Li, Wei-Hua; Dong, Bin; Wang, Han-Song; Yuan, Jia-Jun; Qian, Han; Zheng, Ling-Ling; Lin, Xu-Lin; Wang, Zhao; Liu, Shi-Jian; Ning, Bo-Tao; Zhao, Lie-Bin.
Afiliação
  • Li WH; Pediatric AI Clinical Application and Research Center, Shanghai Children's Medical Center, Shanghai 200127, China.
  • Dong B; Shanghai Engineering Research Center of Intelligence Pediatrics (SERCIP), Shanghai 200127, China.
  • Wang HS; Child Health Advocacy Institute, China Hospital Development Institute of Shanghai Jiao Tong University, Shanghai 200127, China.
  • Yuan JJ; Pediatric AI Clinical Application and Research Center, Shanghai Children's Medical Center, Shanghai 200127, China.
  • Qian H; Shanghai Engineering Research Center of Intelligence Pediatrics (SERCIP), Shanghai 200127, China.
  • Zheng LL; Pediatric AI Clinical Application and Research Center, Shanghai Children's Medical Center, Shanghai 200127, China.
  • Lin XL; Shanghai Engineering Research Center of Intelligence Pediatrics (SERCIP), Shanghai 200127, China.
  • Wang Z; Child Health Advocacy Institute, China Hospital Development Institute of Shanghai Jiao Tong University, Shanghai 200127, China.
  • Liu SJ; Pediatric AI Clinical Application and Research Center, Shanghai Children's Medical Center, Shanghai 200127, China.
  • Ning BT; Shanghai Engineering Research Center of Intelligence Pediatrics (SERCIP), Shanghai 200127, China.
  • DanTian; Pediatric Intensive Care Unit, Shanghai Children's Medical Center, Shanghai Jiao Tong University School of Medicine, Shanghai 200127, China.
  • Zhao LB; Pediatric Intensive Care Unit, Shanghai Children's Medical Center, Shanghai Jiao Tong University School of Medicine, Shanghai 200127, China.
World J Emerg Med ; 14(2): 106-111, 2023.
Article em En | MEDLINE | ID: mdl-36911055
ABSTRACT

BACKGROUND:

To promote the shared decision-making (SDM) between patients and doctors in pediatric outpatient departments, this study was designed to validate artificial intelligence (AI) -initiated medical tests for children with fever.

METHODS:

We designed an AI model, named Xiaoyi, to suggest necessary tests for a febrile child before visiting a pediatric outpatient clinic. We calculated the sensitivity, specificity, and F1 score to evaluate the efficacy of Xiaoyi's recommendations.
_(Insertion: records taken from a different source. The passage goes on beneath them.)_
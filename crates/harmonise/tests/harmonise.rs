use std::collections::HashSet;
use std::sync::Arc;

use approx::assert_abs_diff_eq;
use chrono::{TimeZone, Utc};
use emsr_catalogue::{Filter, MagnitudeMeasure, MeasureDraft, MeasureId, Origin};
use emsr_harmonise::{
    ConversionFormula, ExportFormat, HarmoniseError, Harmoniser, HarmoniserConfig,
};

fn measure(id: u64, agency: &str, scale: &str, value: f64, minute: u32) -> MagnitudeMeasure {
    let time = Utc.with_ymd_and_hms(2015, 4, 25, 6, minute, 0).unwrap();
    let origin = Arc::new(Origin::new("o", format!("ev{id}"), time, 28.2, 84.7, agency));
    MeasureDraft::new(agency, origin, scale, value)
        .with_standard_error(0.1)
        .into_measure(MeasureId(id))
}

fn two_hop_harmoniser() -> Harmoniser {
    let mut h = Harmoniser::new(HarmoniserConfig::default()).unwrap();
    h.add_formula(ConversionFormula::polynomial(
        "f1",
        vec![0.2, 1.0],
        0.1,
        Filter::scales(["mb"]).and(Filter::agencies(["A"])),
        "M2",
    ))
    .unwrap();
    h.add_formula(ConversionFormula::polynomial(
        "f2",
        vec![-0.5, 1.1],
        0.2,
        Filter::scales(["M2"]),
        "Mw",
    ))
    .unwrap();
    h
}

#[test]
fn two_formula_chain_lands_on_target() {
    let h = two_hop_harmoniser();
    let m = measure(1, "A", "mb", 5.0, 0);

    let chain = h.find_formulas_for(&m, "Mw").unwrap();
    let names: Vec<&str> = chain.iter().map(|f| f.name()).collect();
    assert_eq!(names, ["f1", "f2"]);

    let result = h.harmonise(vec![m], "Mw").unwrap();
    let converted = result.get(MeasureId(1)).unwrap();
    assert_eq!(converted.converted.scale(), "Mw");
    assert_eq!(converted.formulas, ["f1", "f2"]);
    // 1.1 * (5.0 + 0.2) - 0.5
    assert_abs_diff_eq!(converted.converted.value(), 5.22, epsilon = 1e-9);
    // f1: sqrt(0.1^2 + 0.1^2); f2: sqrt(0.2^2 + 1.1^2 * 0.02)
    let after_f1 = 0.02_f64;
    let expected = (0.04 + 1.21 * after_f1).sqrt();
    assert_abs_diff_eq!(
        converted.converted.standard_error().unwrap(),
        expected,
        epsilon = 1e-6
    );
}

#[test]
fn other_agency_is_not_converted() {
    let h = two_hop_harmoniser();
    let m = measure(1, "B", "mb", 5.0, 0);
    assert!(h.find_formulas_for(&m, "Mw").is_none());
    let result = h.harmonise(vec![m], "Mw").unwrap();
    assert_eq!(result.unconverted().len(), 1);
}

#[test]
fn out_of_domain_apply_fails() {
    let h = two_hop_harmoniser();
    let f2 = &h.formulas()[1];
    let err = f2.apply(&measure(1, "A", "mb", 5.0, 0), 0.2).unwrap_err();
    assert!(matches!(err, HarmoniseError::OutOfDomain { .. }));
}

#[test]
fn converted_and_unconverted_partition_input() {
    let h = two_hop_harmoniser();
    let input = vec![
        measure(1, "A", "mb", 4.8, 0),
        measure(2, "B", "mb", 5.1, 1),
        measure(3, "C", "Mw", 6.0, 2),
        measure(4, "A", "ML", 3.9, 3),
        measure(5, "D", "M2", 5.5, 4),
    ];
    let result = h.harmonise(input.clone(), "Mw").unwrap();

    assert_eq!(result.len(), input.len());
    let converted: HashSet<MeasureId> = result.converted().map(|c| c.original.id()).collect();
    let unconverted: HashSet<MeasureId> = result.unconverted().iter().map(|m| m.id()).collect();
    assert!(converted.is_disjoint(&unconverted));
    assert_eq!(converted.len() + unconverted.len(), input.len());
    assert_eq!(
        converted,
        HashSet::from([MeasureId(1), MeasureId(3), MeasureId(5)])
    );
    for c in result.converted() {
        assert_eq!(c.converted.scale(), "Mw");
    }
}

#[test]
fn identity_conversion_keeps_value() {
    let h = two_hop_harmoniser();
    let m = measure(7, "C", "Mw", 7.8, 0);
    let result = h.harmonise(vec![m], "Mw").unwrap();
    let c = result.get(MeasureId(7)).unwrap();
    assert_eq!(c.converted.value(), 7.8);
    assert_eq!(c.converted.standard_error(), Some(0.1));
    assert_eq!(c.formulas, ["identity(Mw)"]);
}

#[test]
fn export_csv_in_origin_time_order() {
    let h = two_hop_harmoniser();
    let input = vec![
        measure(1, "A", "mb", 4.8, 30),
        measure(2, "A", "mb", 5.2, 10),
        measure(3, "B", "mb", 5.0, 20),
    ];
    let result = h.harmonise(input, "Mw").unwrap();
    let mut out = Vec::new();
    result.export(ExportFormat::Csv, &mut out).unwrap();
    let text = String::from_utf8(out).unwrap();
    let events: Vec<&str> = text
        .lines()
        .skip(1)
        .map(|l| l.split(',').next().unwrap())
        .collect();
    assert_eq!(events, ["ev2", "ev1"]);
    assert!(text.lines().nth(1).unwrap().ends_with(",f1;f2"));
}

#[test]
fn domain_rejection_does_not_block_later_branch() {
    let mut h = Harmoniser::new(HarmoniserConfig::default()).unwrap();
    let formulas = [
        ("mb->T", vec![2.0, 1.0], Filter::scales(["mb"]), "T"),
        ("mb->S", vec![0.0, 1.0], Filter::scales(["mb"]), "S"),
        ("T->S", vec![0.0, 1.0], Filter::scales(["T"]), "S"),
        (
            "S->Mw",
            vec![0.0, 1.0],
            Filter::scales(["S"]).and(Filter::MagnitudeAtLeast(6.0)),
            "Mw",
        ),
    ];
    for (name, coefficients, domain, target) in formulas {
        h.add_formula(ConversionFormula::polynomial(name, coefficients, 0.1, domain, target))
            .unwrap();
    }

    // mb 5.0 reaches S twice: directly as 5.0 (below the S->Mw domain)
    // and through T as 7.0.
    let m = measure(1, "A", "mb", 5.0, 0);
    let chain = h.find_formulas_for(&m, "Mw").unwrap();
    let names: Vec<&str> = chain.iter().map(|f| f.name()).collect();
    assert_eq!(names, ["mb->T", "T->S", "S->Mw"]);

    let result = h.harmonise(vec![m], "Mw").unwrap();
    assert_abs_diff_eq!(
        result.get(MeasureId(1)).unwrap().converted.value(),
        7.0,
        epsilon = 1e-9
    );
}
The patients were divided into the rejection and acceptance groups. Then we analyzed the rejected examination items in order to obtain the corresponding reasons.

RESULTS:

We recruited a total of 11,867 children with fever who had used Xiaoyi in outpatient clinics. The recommended examinations given by Xiaoyi for 10,636 (89.6%) patients were qualified. The average F1 score reached 0.94. A total of 58.4% of the patients accepted Xiaoyi's suggestions (acceptance group), and 41.6% refused (rejection group). Imaging examinations were rejected by most patients (46.7%). The tests being time-consuming were rejected by 2,133 patients (43.2%), including rejecting pathogen studies in 1,347 patients (68.5%) and image studies in 732 patients (31.8%). The difficulty of sampling was the main reason for rejecting routine tests (41.9%).

CONCLUSION:

Our model has high accuracy and acceptability in recommending medical tests to febrile pediatric patients, and is worth promoting in facilitating SDM.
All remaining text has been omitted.